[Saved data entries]

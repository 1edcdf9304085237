//! Stock levels and the conditional-decrement contract.

use serde::{Deserialize, Serialize};
use thiserror::Error;

use aether_core::{DomainError, DomainResult, ProductId};

/// Outcome of a failed conditional decrement.
///
/// Both variants are side-effect free: a ledger implementation must leave
/// stock untouched when it returns either of these.
#[derive(Debug, Clone, Copy, PartialEq, Eq, Error)]
pub enum LedgerError {
    /// Current stock is lower than the requested quantity.
    #[error("insufficient stock for product {product_id}")]
    InsufficientStock { product_id: ProductId },

    /// The product does not exist, or belongs to a different tenant.
    #[error("product {product_id} not found")]
    NotFound { product_id: ProductId },
}

/// A non-negative number of stock units.
#[derive(Debug, Copy, Clone, PartialEq, Eq, PartialOrd, Ord, Serialize, Deserialize)]
#[serde(transparent)]
pub struct StockLevel(i64);

impl StockLevel {
    pub fn new(units: i64) -> DomainResult<Self> {
        if units < 0 {
            return Err(DomainError::validation("stock quantity must not be negative"));
        }
        Ok(Self(units))
    }

    pub fn units(self) -> i64 {
        self.0
    }

    pub fn can_satisfy(self, quantity: i64) -> bool {
        quantity >= 0 && self.0 >= quantity
    }

    /// Decrement by `quantity`, or `None` when stock would go negative.
    /// Check and subtraction are one step; callers never observe a partial
    /// decrement.
    pub fn checked_decrement(self, quantity: i64) -> Option<StockLevel> {
        if !self.can_satisfy(quantity) {
            return None;
        }
        Some(Self(self.0 - quantity))
    }
}

#[cfg(test)]
mod tests {
    use super::*;

    #[test]
    fn rejects_negative_initial_stock() {
        assert!(StockLevel::new(-1).is_err());
        assert_eq!(StockLevel::new(0).unwrap().units(), 0);
    }

    #[test]
    fn decrement_succeeds_down_to_zero() {
        let level = StockLevel::new(3).unwrap();
        let level = level.checked_decrement(3).unwrap();
        assert_eq!(level.units(), 0);
    }

    #[test]
    fn decrement_past_available_fails_without_change() {
        let level = StockLevel::new(2).unwrap();
        assert!(level.checked_decrement(3).is_none());
        assert_eq!(level.units(), 2);
    }

    #[test]
    fn negative_request_never_satisfies() {
        let level = StockLevel::new(5).unwrap();
        assert!(!level.can_satisfy(-1));
        assert!(level.checked_decrement(-1).is_none());
    }
}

- Task goal:
Each entry above is to be duplicated exactly, with nothing left out.

- Written answer:
repository 1edcdf9304085237
//! Stock levels and the conditional-decrement contract.

use serde::{Deserialize, Serialize};
use thiserror::Error;

use aether_core::{DomainError, DomainResult, ProductId};

/// Outcome of a failed conditional decrement.
///
/// Both variants are side-effect free: a ledger implementation must leave
/// stock untouched when it returns either of these.
#[derive(Debug, Clone, Copy, PartialEq, Eq, Error)]
pub enum LedgerError {
    /// Current stock is lower than the requested quantity.
    #[error("insufficient stock for product {product_id}")]
    InsufficientStock { product_id: ProductId },

    /// The product does not exist, or belongs to a different tenant.
    #[error("product {product_id} not found")]
    NotFound { product_id: ProductId },
}

/// A non-negative number of stock units.
#[derive(Debug, Copy, Clone, PartialEq, Eq, PartialOrd, Ord, Serialize, Deserialize)]
#[serde(transparent)]
pub struct StockLevel(i64);

impl StockLevel {
    pub fn new(units: i64) -> DomainResult<Self> {
        if units < 0 {
            return Err(DomainError::validation("stock quantity must not be negative"));
        }
        Ok(Self(units))
    }

    pub fn units(self) -> i64 {
        self.0
    }

    pub fn can_satisfy(self, quantity: i64) -> bool {
        quantity >= 0 && self.0 >= quantity
    }

    /// Decrement by `quantity`, or `None` when stock would go negative.
    /// Check and subtraction are one step; callers never observe a partial
    /// decrement.
    pub fn checked_decrement(self, quantity: i64) -> Option<StockLevel> {
        if !self.can_satisfy(quantity) {
            return None;
        }
        Some(Self(self.0 - quantity))
    }
}

#[cfg(test)]
mod tests {
    use super::*;

    #[test]
    fn rejects_negative_initial_stock() {
        assert!(StockLevel::new(-1).is_err());
        assert_eq!(StockLevel::new(0).unwrap().units(), 0);
    }

    #[test]
    fn decrement_succeeds_down_to_zero() {
        let level = StockLevel::new(3).unwrap();
        let level = level.checked_decrement(3).unwrap();
        assert_eq!(level.units(), 0);
    }

    #[test]
    fn decrement_past_available_fails_without_change() {
        let level = StockLevel::new(2).unwrap();
        assert!(level.checked_decrement(3).is_none());
        assert_eq!(level.units(), 2);
    }

    #[test]
    fn negative_request_never_satisfies() {
        let level = StockLevel::new(5).unwrap();
        assert!(!level.can_satisfy(-1));
        assert!(level.checked_decrement(-1).is_none());
    }
}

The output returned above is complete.